Re: [RFC PATCH] watchdog: Adding softwatchdog

From: Peter.Enderborg
Date: Sat Apr 24 2021 - 13:21:43 EST


On 4/24/21 7:07 PM, Guenter Roeck wrote:
> On 4/24/21 8:27 AM, Peter.Enderborg@xxxxxxxx wrote:
>> On 4/24/21 4:41 PM, Guenter Roeck wrote:
>>> On 4/24/21 3:25 AM, Peter Enderborg wrote:
>>>> This is not a rebooting watchdog. It's function is to take other
>>>> actions than a hard reboot.

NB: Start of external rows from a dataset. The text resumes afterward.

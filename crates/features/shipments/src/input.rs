//! Request bodies. Every field is optional; missing values fall back to empty strings or null.

use crate::error::ShipmentError;
use crate::model::{Contact, Coordinates, CurrentLocation, DEFAULT_SERVICE_TYPE, PackageDetails, Place};
use crate::status::ShipmentStatus;
use chrono::{DateTime, NaiveDate, Utc};
use serde::{Deserialize, Deserializer};
use tport_derive::api_model;

#[api_model(deny_unknown_fields = false)]
#[derive(Default, Clone)]
pub struct CoordinatesInput {
    #[serde(default, deserialize_with = "lenient::number")]
    #[schema(value_type = Option<f64>)]
    pub lat: Option<f64>,
    #[serde(default, deserialize_with = "lenient::number")]
    #[schema(value_type = Option<f64>)]
    pub lng: Option<f64>,
}

impl From<CoordinatesInput> for Coordinates {
    fn from(input: CoordinatesInput) -> Self {
        Self { lat: input.lat, lng: input.lng }
    }
}

#[api_model(deny_unknown_fields = false)]
#[derive(Default, Clone)]
pub struct PlaceInput {
    pub city: Option<String>,
    pub state: Option<String>,
    pub country: Option<String>,
    pub facility: Option<String>,
    pub address: Option<String>,
    pub coordinates: Option<CoordinatesInput>,
}

impl From<PlaceInput> for Place {
    fn from(input: PlaceInput) -> Self {
        Self {
            city: input.city.unwrap_or_default(),
            state: input.state.unwrap_or_default(),
            country: input.country.unwrap_or_default(),
            facility: input.facility.unwrap_or_default(),
            address: input.address.unwrap_or_default(),
            coordinates: input.coordinates.map(Into::into).unwrap_or_default(),
        }
    }
}

#[api_model(deny_unknown_fields = false)]
#[derive(Default, Clone)]
pub struct ContactInput {
    pub name: Option<String>,
    pub email: Option<String>,
    pub phone: Option<String>,
    pub address: Option<String>,
}

impl From<ContactInput> for Contact {
    fn from(input: ContactInput) -> Self {
        Self {
            name: input.name.unwrap_or_default(),
            email: input.email.map(|email| email.trim().to_owned()).unwrap_or_default(),
            phone: input.phone.unwrap_or_default(),
            address: input.address.unwrap_or_default(),
        }
    }
}

#[api_model(deny_unknown_fields = false)]
#[derive(Default, Clone)]
pub struct PackageInput {
    pub name: Option<String>,
    pub description: Option<String>,
    pub category: Option<String>,
    #[serde(default, deserialize_with = "lenient::number")]
    #[schema(value_type = Option<f64>)]
    pub cost: Option<f64>,
    #[serde(default, deserialize_with = "lenient::number")]
    #[schema(value_type = Option<f64>)]
    pub weight: Option<f64>,
    pub dimensions: Option<String>,
    pub payment_method: Option<String>,
    pub service_type: Option<String>,
    pub carrier_id: Option<String>,
    pub driver_id: Option<String>,
}

impl PackageInput {
    /// Fields set on `self` win over `fallback`; blanks count as unset.
    fn or(self, fallback: Self) -> Self {
        fn pick(preferred: Option<String>, fallback: Option<String>) -> Option<String> {
            preferred.filter(|v| !v.trim().is_empty()).or(fallback)
        }
        Self {
            name: pick(self.name, fallback.name),
            description: pick(self.description, fallback.description),
            category: pick(self.category, fallback.category),
            cost: self.cost.or(fallback.cost),
            weight: self.weight.or(fallback.weight),
            dimensions: pick(self.dimensions, fallback.dimensions),
            payment_method: pick(self.payment_method, fallback.payment_method),
            service_type: pick(self.service_type, fallback.service_type),
            carrier_id: pick(self.carrier_id, fallback.carrier_id),
            driver_id: pick(self.driver_id, fallback.driver_id),
        }
    }
}

impl From<PackageInput> for PackageDetails {
    fn from(input: PackageInput) -> Self {
        Self {
            name: input.name.unwrap_or_default(),
            description: input.description.unwrap_or_default(),
            category: input.category.unwrap_or_default(),
            cost: input.cost,
            weight: input.weight,
            dimensions: input.dimensions.unwrap_or_default(),
            payment_method: input.payment_method.unwrap_or_default(),
            service_type: input
                .service_type
                .filter(|v| !v.trim().is_empty())
                .unwrap_or_else(|| DEFAULT_SERVICE_TYPE.to_owned()),
            carrier_id: input.carrier_id.unwrap_or_default(),
            driver_id: input.driver_id.unwrap_or_default(),
        }
    }
}

#[api_model(deny_unknown_fields = false)]
#[derive(Default, Clone)]
pub struct CurrentLocationInput {
    pub name: Option<String>,
    pub coordinates: Option<CoordinatesInput>,
}

impl From<CurrentLocationInput> for CurrentLocation {
    fn from(input: CurrentLocationInput) -> Self {
        Self {
            name: input.name.filter(|name| !name.trim().is_empty()),
            coordinates: input.coordinates.map(Into::into).unwrap_or_default(),
        }
    }
}

/// Create payload. Package fields may also be sent flattened (`packageName`, `cost`, ...);
/// flattened values win over the nested `package` object.
#[api_model(deny_unknown_fields = false)]
#[derive(Default, Clone)]
pub struct CreateShipmentRequest {
    pub status: Option<String>,
    #[serde(default, deserialize_with = "lenient::datetime")]
    #[schema(value_type = Option<String>, format = DateTime)]
    pub estimated_delivery_date: Option<DateTime<Utc>>,
    pub origin: Option<PlaceInput>,
    pub destination: Option<PlaceInput>,
    pub sender: Option<ContactInput>,
    pub receiver: Option<ContactInput>,
    pub package: Option<PackageInput>,

    pub package_name: Option<String>,
    pub package_description: Option<String>,
    pub package_category: Option<String>,
    #[serde(default, deserialize_with = "lenient::number")]
    #[schema(value_type = Option<f64>)]
    pub cost: Option<f64>,
    #[serde(default, deserialize_with = "lenient::number")]
    #[schema(value_type = Option<f64>)]
    pub weight: Option<f64>,
    pub dimensions: Option<String>,
    pub payment_method: Option<String>,
    pub service_type: Option<String>,
    pub carrier_id: Option<String>,
    pub driver_id: Option<String>,
}

impl CreateShipmentRequest {
    /// # Errors
    /// [`ShipmentError::Validation`] for an unknown status.
    pub fn initial_status(&self) -> Result<ShipmentStatus, ShipmentError> {
        self.status
            .as_deref()
            .filter(|s| !s.trim().is_empty())
            .map_or(Ok(ShipmentStatus::default()), str::parse)
    }

    /// Merges flattened and nested package fields.
    pub fn package_details(&mut self) -> PackageDetails {
        let flattened = PackageInput {
            name: self.package_name.take(),
            description: self.package_description.take(),
            category: self.package_category.take(),
            cost: self.cost.take(),
            weight: self.weight.take(),
            dimensions: self.dimensions.take(),
            payment_method: self.payment_method.take(),
            service_type: self.service_type.take(),
            carrier_id: self.carrier_id.take(),
            driver_id: self.driver_id.take(),
        };
        flattened.or(self.package.take().unwrap_or_default()).into()
    }
}

/// Partial update; only present fields change. Sub-objects are replaced whole.
#[api_model(deny_unknown_fields = false)]
#[derive(Default, Clone)]
pub struct UpdateShipmentRequest {
    pub status: Option<String>,
    /// History note for a status change
    pub notes: Option<String>,
    /// History coordinates for a status change
    pub current_coordinates: Option<CoordinatesInput>,
    #[serde(default, deserialize_with = "lenient::datetime")]
    #[schema(value_type = Option<String>, format = DateTime)]
    pub estimated_delivery_date: Option<DateTime<Utc>>,
    pub origin: Option<PlaceInput>,
    pub destination: Option<PlaceInput>,
    pub sender: Option<ContactInput>,
    pub receiver: Option<ContactInput>,
    pub package: Option<PackageInput>,
    pub current_location: Option<CurrentLocationInput>,
}

impl UpdateShipmentRequest {
    /// # Errors
    /// [`ShipmentError::Validation`] for an unknown status.
    pub fn requested_status(&self) -> Result<Option<ShipmentStatus>, ShipmentError> {
        self.status.as_deref().filter(|s| !s.trim().is_empty()).map(str::parse).transpose()
    }
}

#[api_model(deny_unknown_fields = false)]
pub struct LocationUpdateRequest {
    #[schema(value_type = f64)]
    pub lat: Option<serde_json::Value>,
    #[schema(value_type = f64)]
    pub lng: Option<serde_json::Value>,
    pub location_name: Option<String>,
}

impl LocationUpdateRequest {
    /// Both values must be JSON numbers within geographic range.
    ///
    /// # Errors
    /// [`ShipmentError::Validation`] otherwise.
    pub fn coordinates(&self) -> Result<(f64, f64), ShipmentError> {
        let number = |value: &Option<serde_json::Value>| value.as_ref().and_then(serde_json::Value::as_f64);
        match (number(&self.lat), number(&self.lng)) {
            (Some(lat), Some(lng)) if (-90.0..=90.0).contains(&lat) && (-180.0..=180.0).contains(&lng) => {
                Ok((lat, lng))
            }
            _ => Err(ShipmentError::validation("lat and lng are required numbers")),
        }
    }

    #[must_use]
    pub fn name(&self) -> Option<&str> {
        self.location_name.as_deref().map(str::trim).filter(|name| !name.is_empty())
    }
}

#[api_model(deny_unknown_fields = false)]
#[derive(Default, utoipa::IntoParams)]
#[into_params(parameter_in = Query)]
pub struct ListShipmentsQuery {
    /// Only shipments with this status
    pub status: Option<String>,
}

/// Deserializers for form-style input where numbers arrive as strings and blanks mean unset.
mod lenient {
    use super::{DateTime, Deserialize, Deserializer, NaiveDate, Utc};
    use serde::de::Error;

    #[derive(Deserialize)]
    #[serde(untagged)]
    enum NumberOrText {
        Number(f64),
        Text(String),
    }

    pub(super) fn number<'de, D: Deserializer<'de>>(deserializer: D) -> Result<Option<f64>, D::Error> {
        match Option::<NumberOrText>::deserialize(deserializer)? {
            None => Ok(None),
            Some(NumberOrText::Number(n)) => Ok(Some(n)),
            Some(NumberOrText::Text(text)) if text.trim().is_empty() => Ok(None),
            Some(NumberOrText::Text(text)) => {
                text.trim().parse().map(Some).map_err(|_| D::Error::custom(format!("'{text}' is not a number")))
            }
        }
    }

    /// RFC 3339 or a plain `YYYY-MM-DD` date (midnight UTC).
    pub(super) fn datetime<'de, D: Deserializer<'de>>(
        deserializer: D,
    ) -> Result<Option<DateTime<Utc>>, D::Error> {
        let Some(text) = Option::<String>::deserialize(deserializer)? else {
            return Ok(None);
        };
        let text = text.trim();
        if text.is_empty() {
            return Ok(None);
        }
        if let Ok(parsed) = DateTime::parse_from_rfc3339(text) {
            return Ok(Some(parsed.with_timezone(&Utc)));
        }
        NaiveDate::parse_from_str(text, "%Y-%m-%d")
            .ok()
            .and_then(|date| date.and_hms_opt(0, 0, 0))
            .map(|naive| Some(naive.and_utc()))
            .ok_or_else(|| D::Error::custom(format!("'{text}' is not a date")))
    }
}
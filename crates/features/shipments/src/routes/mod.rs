mod admin;
mod public;

pub use admin::admin_router;
pub use public::public_router;
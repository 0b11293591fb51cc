mod error;
mod extract;
mod health;
mod layers;
mod response;
mod router;
mod state;

pub use error::{ApiError, ApiErrorExt};
pub use extract::{ApiJson, ApiPath, ApiQuery};
pub use layers::{admin_cors, public_cors, security_headers};
pub use response::{ApiResponse, MessageResponse};
pub use router::{route_not_found, system_router};
pub use state::{ApiState, ApiStateBuilder, ApiStateError, ApiStateInner, Slice};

On many complex system there is some
>>>> kind of manager that monitor and take action on slow systems.
>>>> Android has it's lowmemorykiller (lmkd), desktops has earlyoom.
>>>> This watchdog can be used to help monitor to preform some basic
>>>> action to keep the monitor running.
>>>>
>>>> It can also be used standalone. This add a policy that is
>>>> killing the process with highest oom_score_adj and using
>>>> oom functions to it quickly. I think it is a good usecase
>>>> for the patch. Memory siuations can be problematic for
>>>> software that monitor system, but other prolicys can
>>>> should also be possible. Like picking tasks from a memcg, or
>>>> specific UID's or what ever is low priority.
>>>> ---
>>> NACK. Besides this not following the new watchdog API, the task
>>> of a watchdog is to reset the system on failure. Its task is most
>>> definitely not to re-implement the oom killer in any way, shape,
>>> or form.
>>>
>>> Guenter
>> Do you have better idea where the re-invented wheel might
>> fit better if it not for watchdog API?
>>
> The watchdog subsystem does support pretimeouts and a variety
> of configurable pretimeout notifiers. A pretimeout notifier which
> invokes the oom killer might be something worth discussing, though
> it would require an audience large enough to determine if it really
> makes sense (instead of improving the existing oom killer itself).
>
> A possible alternative might be to introduce watchdog pretimeout
> callbacks; this has actually be proposed in another context but
> without upstream user. The oom killer could then subscribe to
> watchdog pretimeouts and perform the action suggested here if
> a pretimeout is observed. Again, such an approach might be worth
> discussing with a larger audience.
>
> Thanks,
> Guenter

What should be a larger audience? I have include mm and
mm maintainer and the global list.